“For just as the body without the spirit is dead, so also faith without works is dead.”
Is a person justified, i.e., made righteous or saved, by good works or by faith alone? No one argues whether or not good works are important in and of themselves—they are the behaviors that define the Christian life! The argument is over whether or not they have any redemptive and saving quality to them. James 2:14-26 provides much of the kindling in this heated debate by stating that “faith without works is dead” or useless (2:17, 20, 26) and that a person is “justified by works and not faith alone” (2:24). Paul, on the other hand, leaves no doubt in his reader’s minds that salvation is a gift from God given by grace and accepted through faith. He highlights the fact that salvation is not acquired “as a result of works, that no one should boast” (Ephesians 2:8-9; see also Romans 3:28; 10:9, 13; 2 Timothy 3:15; Titus 2:11; 3:5).
Are Paul and James at odds theologically?—of course not! Paul is discussing the manner in which a person comes to faith—saving faith precedes work; James, on the other hand, is discussing how genuinely saved persons behave—works are a proof of faith. Both Paul and James use Abraham to support their arguments (2:23 and Romans 4:3; Genesis 15:6). Paul argues that Abraham put his faith in Jehovah God—the only one who is capable of justifying the ungodly—and that his belief was sufficient enough to be rewarded with righteousness. James, on the other hand, uses Abraham’s willingness to obey God and sacrifice his son, Isaac (Genesis 22:2), as evidence that the righteousness he had received from God was genuine. Note that Abraham’s act of obedience (Genesis 22:2) comes after his belief in Jehovah produced righteousness (Genesis 15:6). Paul’s emphasis is on the Giver of righteousness while James is on what righteousness should produce: good and charitable deeds, as Abraham and Rahab illustrate.

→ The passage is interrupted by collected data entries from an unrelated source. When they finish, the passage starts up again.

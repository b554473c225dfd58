//! Core data models for eepack.
//!
//! These types are shared by the packer and its callers and represent the
//! identities, names, and per-blob metadata the packer works on.

use serde::{Deserialize, Serialize};
use std::collections::BTreeSet;

use crate::defaults::MAX_USER_NAME_LEN;
use crate::error::{PackError, PackResult};

// =============================================================================
// IDENTITIES AND NAMES
// =============================================================================

/// Globally unique, email-like user identity (`local@domain`).
#[derive(Debug, Clone, PartialEq, Eq, PartialOrd, Ord, Hash, Serialize, Deserialize)]
#[serde(try_from = "String", into = "String")]
pub struct UserName(String);

impl UserName {
    /// Validate and wrap a user name.
    pub fn parse(s: &str) -> PackResult<Self> {
        if s.is_empty() || s.len() > MAX_USER_NAME_LEN {
            return Err(PackError::InvalidUserName(format!(
                "length must be 1..={} bytes, got {}",
                MAX_USER_NAME_LEN,
                s.len()
            )));
        }
        if s.chars().any(|c| c == '/' || c.is_whitespace() || c.is_control()) {
            return Err(PackError::InvalidUserName(format!(
                "{:?} contains '/', whitespace, or control characters",
                s
            )));
        }
        match s.split_once('@') {
            Some((local, domain))
                if !local.is_empty() && !domain.is_empty() && !domain.contains('@') =>
            {
                Ok(Self(s.to_string()))
            }
            _ => Err(PackError::InvalidUserName(format!(
                "{:?} is not of the form local@domain",
                s
            ))),
        }
    }

    /// The user name as a string slice.
    pub fn as_str(&self) -> &str {
        &self.0
    }

    /// The user name as bytes (used in canonical encodings).
    pub fn as_bytes(&self) -> &[u8] {
        self.0.as_bytes()
    }
}

impl std::fmt::Display for UserName {
    fn fmt(&self, f: &mut std::fmt::Formatter<'_>) -> std::fmt::Result {
        f.write_str(&self.0)
    }
}

impl std::str::FromStr for UserName {
    type Err = PackError;
    fn from_str(s: &str) -> std::result::Result<Self, Self::Err> {
        Self::parse(s)
    }
}

impl TryFrom<String> for UserName {
    type Error = PackError;
    fn try_from(s: String) -> std::result::Result<Self, Self::Error> {
        Self::parse(&s)
    }
}

impl From<UserName> for String {
    fn from(user: UserName) -> Self {
        user.0
    }
}

/// Path of a blob, rooted at its owner: `owner@domain/dir/file`.
///
/// Only the owner component is interpreted here; the rest of the path grammar
/// belongs to the directory service.
#[derive(Debug, Clone, PartialEq, Eq, Hash)]
pub struct PathName {
    full: String,
    owner: UserName,
}

impl PathName {
    /// Parse a path, validating its owner component.
    pub fn parse(s: &str) -> PackResult<Self> {
        let owner_part = s.split('/').next().unwrap_or_default();
        let owner = UserName::parse(owner_part)
            .map_err(|e| PackError::InvalidPath(format!("{:?}: {}", s, e)))?;
        Ok(Self {
            full: s.to_string(),
            owner,
        })
    }

    /// The user who owns this path.
    pub fn user(&self) -> &UserName {
        &self.owner
    }

    /// The full path as a string slice.
    pub fn as_str(&self) -> &str {
        &self.full
    }

    /// The full path as bytes (used in canonical encodings).
    pub fn as_bytes(&self) -> &[u8] {
        self.full.as_bytes()
    }
}

impl std::fmt::Display for PathName {
    fn fmt(&self, f: &mut std::fmt::Formatter<'_>) -> std::fmt::Result {
        f.write_str(&self.full)
    }
}

impl std::str::FromStr for PathName {
    type Err = PackError;
    fn from_str(s: &str) -> std::result::Result<Self, Self::Err> {
        Self::parse(s)
    }
}

// =============================================================================
// PACKING VARIANTS
// =============================================================================

/// Closed set of packing variants. Each tag binds one curve, hash, cipher,
/// and signature scheme.
#[derive(Debug, Clone, Copy, PartialEq, Eq, Hash, Serialize, Deserialize)]
pub enum Packing {
    /// NIST P-256, SHA-256, AES-256-GCM, ECDSA.
    #[serde(rename = "ee.p256")]
    EeP256,
    /// NIST P-521, SHA-512, AES-256-GCM, ECDSA.
    #[serde(rename = "ee.p521")]
    EeP521,
}

impl Packing {
    /// Every supported packing, in code order.
    pub const ALL: [Packing; 2] = [Packing::EeP256, Packing::EeP521];

    /// Stable numeric code, bound into wrapping keys and signatures.
    pub fn code(self) -> u8 {
        match self {
            Self::EeP256 => 20,
            Self::EeP521 => 21,
        }
    }

    /// Look up a packing by numeric code.
    pub fn from_code(code: u8) -> PackResult<Self> {
        Self::ALL
            .into_iter()
            .find(|p| p.code() == code)
            .ok_or_else(|| PackError::UnknownPacking(code.to_string()))
    }
}

impl std::fmt::Display for Packing {
    fn fmt(&self, f: &mut std::fmt::Formatter<'_>) -> std::fmt::Result {
        match self {
            Self::EeP256 => write!(f, "ee.p256"),
            Self::EeP521 => write!(f, "ee.p521"),
        }
    }
}

impl std::str::FromStr for Packing {
    type Err = PackError;
    fn from_str(s: &str) -> std::result::Result<Self, Self::Err> {
        match s.to_lowercase().as_str() {
            "ee.p256" | "eep256" | "p256" => Ok(Self::EeP256),
            "ee.p521" | "eep521" | "p521" => Ok(Self::EeP521),
            _ => Err(PackError::UnknownPacking(s.to_string())),
        }
    }
}

// =============================================================================
// METADATA
// =============================================================================

/// One reader's copy of the data key, wrapped under a key only that reader
/// (and the owner) can derive.
#[derive(Debug, Clone, PartialEq, Eq, Serialize, Deserialize)]
pub struct WrappedKey {
    /// Reader this entry is for.
    pub user: UserName,
    /// Wrapped data key bytes.
    #[serde(with = "base64_bytes_vec")]
    pub key: Vec<u8>,
}

/// Caller-owned metadata attached to one blob.
///
/// Created empty (apart from `readers`) before pack; populated by pack;
/// only read by unpack.
#[derive(Debug, Clone, Default, PartialEq, Eq, Serialize, Deserialize)]
pub struct Metadata {
    /// Users allowed to read the blob. The owner is always included after pack.
    #[serde(default)]
    pub readers: Vec<UserName>,

    /// One wrapped data key per reader.
    #[serde(default)]
    pub wrapped_keys: Vec<WrappedKey>,

    /// Owner's signature over blob, wrapped keys, and path.
    #[serde(default, with = "base64_bytes_vec")]
    pub signature: Vec<u8>,
}

impl Metadata {
    /// Create metadata requesting the given readers.
    pub fn with_readers(readers: Vec<UserName>) -> Self {
        Self {
            readers,
            ..Default::default()
        }
    }

    /// Find the wrapped key for a user.
    pub fn wrapped_key_for(&self, user: &UserName) -> Option<&WrappedKey> {
        self.wrapped_keys.iter().find(|w| &w.user == user)
    }

    /// Users covered by wrapped keys, in canonical order.
    pub fn reader_names(&self) -> Vec<&UserName> {
        let set: BTreeSet<&UserName> = self.wrapped_keys.iter().map(|w| &w.user).collect();
        set.into_iter().collect()
    }

    /// Whether a user has a wrapped key (does not check the signature).
    pub fn can_unpack(&self, user: &UserName) -> bool {
        self.wrapped_key_for(user).is_some()
    }

    /// Whether `readers` and the wrapped-key identities name the same set.
    pub fn readers_match_wrapped_keys(&self) -> bool {
        let readers: BTreeSet<&UserName> = self.readers.iter().collect();
        let wrapped: BTreeSet<&UserName> = self.wrapped_keys.iter().map(|w| &w.user).collect();
        readers == wrapped
    }
}

/// Serde helper for base64-encoded byte vectors.
mod base64_bytes_vec {
    use base64::Engine;
    use serde::{Deserialize, Deserializer, Serializer};

    pub fn serialize<S>(bytes: &[u8], serializer: S) -> Result<S::Ok, S::Error>
    where
        S: Serializer,
    {
        let encoded = base64::engine::general_purpose::STANDARD.encode(bytes);
        serializer.serialize_str(&encoded)
    }

    pub fn deserialize<'de, D>(deserializer: D) -> Result<Vec<u8>, D::Error>
    where
        D: Deserializer<'de>,
    {
        let s = String::deserialize(deserializer)?;
        base64::engine::general_purpose::STANDARD
            .decode(&s)
            .map_err(serde::de::Error::custom)
    }
}
#![allow(dead_code)]

use std::collections::VecDeque;

use game::api::{Action, ActionError, Event, Report, Tool};
use game::economy::{PlayerState, Trowel, Upgrade};
use game::math::{RandomSource, Tile};
use game::planting::{Plot, Stage};
use game::rules::Rules;
use game::Game;

pub const CORNER: Tile = [0, 0];

pub fn at(x: usize, y: usize) -> Tile {
    [x, y]
}

/// Replays prepared rolls, then always answers the upper bound which never
/// forecasts rain.
pub struct Dice {
    rolls: VecDeque<u32>,
}

impl Dice {
    pub fn new(rolls: &[u32]) -> Self {
        Self {
            rolls: rolls.iter().cloned().collect(),
        }
    }
}

impl RandomSource for Dice {
    fn range(&mut self, min: u32, max: u32) -> u32 {
        match self.rolls.pop_front() {
            Some(roll) => roll.clamp(min, max),
            None => max,
        }
    }
}

pub fn sown(stage: Stage) -> Plot {
    Plot {
        dug: true,
        sown: true,
        stage,
        ..Plot::default()
    }
}

pub struct GameTestScenario {
    pub game: Game,
    current_action_result: Result<Vec<Event>, ActionError>,
    current_day_events: Vec<Event>,
}

impl GameTestScenario {
    pub fn new() -> Self {
        Self::with_dice(&[])
    }

    pub fn with_dice(rolls: &[u32]) -> Self {
        Self::with_rules(Rules::default(), rolls)
    }

    pub fn with_rules(rules: Rules, rolls: &[u32]) -> Self {
        GameTestScenario {
            game: Game::new(rules, Box::new(Dice::new(rolls))),
            current_action_result: Ok(vec![]),
            current_day_events: vec![],
        }
    }

    pub fn plot(&self, tile: Tile) -> &Plot {
        self.game.planting.get_plot(tile).unwrap()
    }

    pub fn player(&self) -> &PlayerState {
        &self.game.economy.player
    }

    pub fn given_money(mut self, money: i64) -> Self {
        self.game.economy.player.money = money;
        self
    }

    pub fn given_seeds(mut self, seeds: u32) -> Self {
        self.game.economy.player.seeds = seeds;
        self
    }

    pub fn given_fertilizer(mut self, fertilizer: u32) -> Self {
        self.game.economy.player.fertilizer = fertilizer;
        self
    }

    pub fn given_potatoes(mut self, potatoes: u32) -> Self {
        self.game.economy.player.potatoes = potatoes;
        self
    }

    pub fn given_trowel(mut self, durability: u8) -> Self {
        self.game.economy.player.trowel = Some(Trowel { durability });
        self
    }

    pub fn given_upgrade(mut self, upgrade: Upgrade) -> Self {
        let upgrades = &mut self.game.economy.upgrades;
        match upgrade {
            Upgrade::Irrigation => upgrades.irrigation = true,
            Upgrade::FertilizerSystem => upgrades.fertilizer_system = true,
            Upgrade::Tractor => upgrades.tractor = true,
        }
        self
    }

    pub fn given_plot(mut self, tile: Tile, plot: Plot) -> Self {
        *self.game.planting.get_plot_mut(tile).unwrap() = plot;
        self
    }

    pub fn given_rain(mut self, days: u32) -> Self {
        self.game.weather.rain_days_remaining = days;
        self.game.weather.raining = days > 0;
        self
    }

    pub fn when_player_perform(mut self, action: Action) -> Self {
        self.current_action_result = self.game.perform_action(action);
        self
    }

    pub fn when_player_use(self, tool: Tool, tile: Tile) -> Self {
        self.when_player_perform(Action::UseTool { tool, tile })
    }

    pub fn when_days_pass(mut self, days: usize) -> Self {
        self.current_day_events.clear();
        for _ in 0..days {
            let events = self.game.advance_day();
            self.current_day_events.extend(events);
        }
        self
    }

    pub fn then_action_should_succeed(self) -> Self {
        if let Err(error) = &self.current_action_result {
            panic!("Action failed with {:?}", error);
        }
        self
    }

    pub fn then_action_should_fail<F>(self, expected: F) -> Self
    where
        F: FnOnce(&Self) -> ActionError,
    {
        let expected = expected(&self);
        match &self.current_action_result {
            Ok(events) => panic!("Action succeeded with {:?}, expected {:?}", events, expected),
            Err(error) => assert_eq!(error, &expected),
        }
        self
    }

    pub fn then_report_should_be(self, message: &str) -> Self {
        let report = Report::of(&self.current_action_result);
        assert_eq!(report.message, message);
        self
    }

    pub fn then_action_events_should_contain(self, expected: Event) -> Self {
        let events = self.current_action_result.as_ref().unwrap();
        assert!(
            events.contains(&expected),
            "{:?} not found in {:?}",
            expected,
            events
        );
        self
    }

    pub fn then_day_events_should_contain(self, expected: Event) -> Self {
        assert!(
            self.current_day_events.contains(&expected),
            "{:?} not found in {:?}",
            expected,
            self.current_day_events
        );
        self
    }

    pub fn then_plot_should_be<F>(self, tile: Tile, check: F) -> Self
    where
        F: FnOnce(&Plot),
    {
        check(self.plot(tile));
        self
    }

    pub fn then_player_should_be<F>(self, check: F) -> Self
    where
        F: FnOnce(&PlayerState),
    {
        check(self.player());
        self
    }
}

Paul and James are not only looking at righteousness from a different perspective, they are also looking differently at faith. James is confronting people who see faith as one dimensional; a belief in an aspect of God: “You believe that God is one.” Good for you; so do demons (2:19). Society is inundated with people who believe in “god” but see him as or allow him to become secondary to their more mundane interests. Such faith is useless (2:20). Paul, on the other hand, describes faith as James wants his readers to understand it: an explicit oral and open commitment to Christ as Lord; a heartfelt belief in his death, burial, and resurrection that results in righteousness, i.e., salvation (Romans 10:9-10). Such faith will endure tribulation (1:2-6), pursue righteousness and help families who have lost their providers (1:27), make available a place of worship that is free of favoritism (2:1-13), and clothe and feed one’s neighbors (2:14-15).
Paul and James also use the word, justify or declare righteous, differently. Paul uses the word to describe what God, through faith, does to the repentant sinner—he makes them righteous (Romans 4:5; 8:33; 5:1; Galatians 3:24). James uses the word to describe what the believer’s work evidences—their work shows or proves their righteous standing before God (2:21, 24, 25). By faith, an unbeliever is made righteous; by works, a believer is shown to be righteous. Works are to faith what breath is to our bodies (2:26). One cannot exist without the other. This is James’s point. “I will show you my faith by my works” (2:18). Works are a natural corollary of faith—they are the breath of faith.